#### [Exercise goal]
Every line below that holds the word "MatrixGeometry" must be listed.

#### [Data for processing]

------------

#![cfg(not(target_os = "espidf"))]

use std::collections::HashSet;

use led_matrix_board::board::BoardConfig;
use led_matrix_board::color::palette;
use led_matrix_board::frame::{FrameBuffer, encode_frame, parse_frame};
use led_matrix_board::mapping::{CoordinateMapper, MatrixGeometry, Orientation, WiringTopology};
use test_case::test_case;

/// Helper: build a mapper for the given panel.
fn mapper(
    width: u16,
    height: u16,
    wiring: WiringTopology,
    flip_x: bool,
    flip_y: bool,
) -> CoordinateMapper {
    let geometry = MatrixGeometry::new(width, height).expect("valid test geometry");
    CoordinateMapper::new(geometry, wiring, Orientation { flip_x, flip_y })
}

/// Helper: physical indices of every logical position, row by row.
fn all_indices(m: &CoordinateMapper) -> Vec<usize> {
    let geometry = m.geometry();
    (0..geometry.height())
        .flat_map(|y| (0..geometry.width()).map(move |x| (x, y)))
        .map(|(x, y)| m.map_position(x, y))
        .collect()
}

// ---------------------------------------------------------------
// Every LED is reachable exactly once
// ---------------------------------------------------------------

#[test_case(WiringTopology::RowMajor, false, false; "row major")]
#[test_case(WiringTopology::RowMajor, true, false; "row major flip x")]
#[test_case(WiringTopology::RowMajor, false, true; "row major flip y")]
#[test_case(WiringTopology::RowMajor, true, true; "row major flip both")]
#[test_case(WiringTopology::Serpentine, false, false; "serpentine")]
#[test_case(WiringTopology::Serpentine, true, false; "serpentine flip x")]
#[test_case(WiringTopology::Serpentine, false, true; "serpentine flip y")]
#[test_case(WiringTopology::Serpentine, true, true; "serpentine flip both")]
fn eight_by_eight_is_a_bijection(wiring: WiringTopology, flip_x: bool, flip_y: bool) {
    let m = mapper(8, 8, wiring, flip_x, flip_y);
    let indices = all_indices(&m);

    assert_eq!(indices.len(), 64);
    let unique: HashSet<usize> = indices.iter().copied().collect();
    assert_eq!(unique, (0..64).collect::<HashSet<_>>(), "every LED exactly once");
}

#[test_case(12, 4, WiringTopology::Serpentine; "wide serpentine")]
#[test_case(3, 7, WiringTopology::Serpentine; "tall serpentine with odd height")]
#[test_case(5, 1, WiringTopology::RowMajor; "single row")]
#[test_case(1, 5, WiringTopology::Serpentine; "single column")]
fn other_geometries_are_bijections(width: u16, height: u16, wiring: WiringTopology) {
    for (flip_x, flip_y) in [(false, false), (true, false), (false, true), (true, true)] {
        let m = mapper(width, height, wiring, flip_x, flip_y);
        let mut indices = all_indices(&m);
        indices.sort_unstable();
        assert_eq!(indices, (0..m.len()).collect::<Vec<_>>());
    }
}

// ---------------------------------------------------------------
// Output stays in bounds for any input
// ---------------------------------------------------------------

#[test]
fn any_input_stays_in_bounds() {
    let m = mapper(8, 8, WiringTopology::Serpentine, true, false);
    let probes = [0, 1, 6, 7, 8, 9, 255, 1000, usize::MAX];

    for x in probes {
        for y in probes {
            assert!(m.map_position(x, y) < 64, "({x}, {y}) escaped the buffer");
        }
    }
}

#[test]
fn clamped_input_matches_edge() {
    let m = mapper(8, 8, WiringTopology::RowMajor, false, false);
    assert_eq!(m.map_position(8, 0), m.map_position(7, 0));
    assert_eq!(m.map_position(8, 0), 7);
    assert_eq!(m.map_position(3, 99), m.map_position(3, 7));
}

#[test]
fn mapper_is_shareable_across_threads() {
    let m = BoardConfig::ESP32_S3_MATRIX.mapper();
    let handles: Vec<_> = (0..4)
        .map(|y| std::thread::spawn(move || (0..8).map(|x| m.map_position(x, y)).collect::<Vec<_>>()))
        .collect();

    for (y, handle) in handles.into_iter().enumerate() {
        let row = handle.join().expect("mapping thread should not panic");
        assert_eq!(row, (y * 8..y * 8 + 8).collect::<Vec<_>>());
    }
}

// ---------------------------------------------------------------
// Frame dump is independent of wiring
// ---------------------------------------------------------------

#[test]
fn frame_dump_is_identical_across_wirings() {
    let draw = |m: CoordinateMapper| {
        let mut frame = FrameBuffer::new(m);
        frame.set(0, 0, palette::RED);
        frame.set(6, 3, palette::PURPLE);
        encode_frame(&frame)
    };

    let plain = draw(mapper(8, 8, WiringTopology::RowMajor, false, false));
    let snake = draw(mapper(8, 8, WiringTopology::Serpentine, true, true));
    assert_eq!(plain, snake);

    let pixels = parse_frame(&plain, BoardConfig::ESP32_S3_MATRIX.geometry).expect("dump should parse");
    assert_eq!(pixels[0], palette::RED);
    assert_eq!(pixels[3 * 8 + 6], palette::PURPLE);
}

#[test]
fn preset_frame_dump_has_expected_length() {
    let frame = FrameBuffer::new(BoardConfig::ESP32_S3_MATRIX.mapper());
    let line = encode_frame(&frame);

    assert!(line.starts_with("FRAME:000000,"));
    assert!(line.ends_with("000000,"));
    assert_eq!(line.len(), "FRAME:".len() + 64 * 7);
}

------------

#### [Your response]
use led_matrix_board::mapping::{CoordinateMapper, MatrixGeometry, Orientation, WiringTopology};
    let geometry = MatrixGeometry::new(width, height).expect("valid test geometry");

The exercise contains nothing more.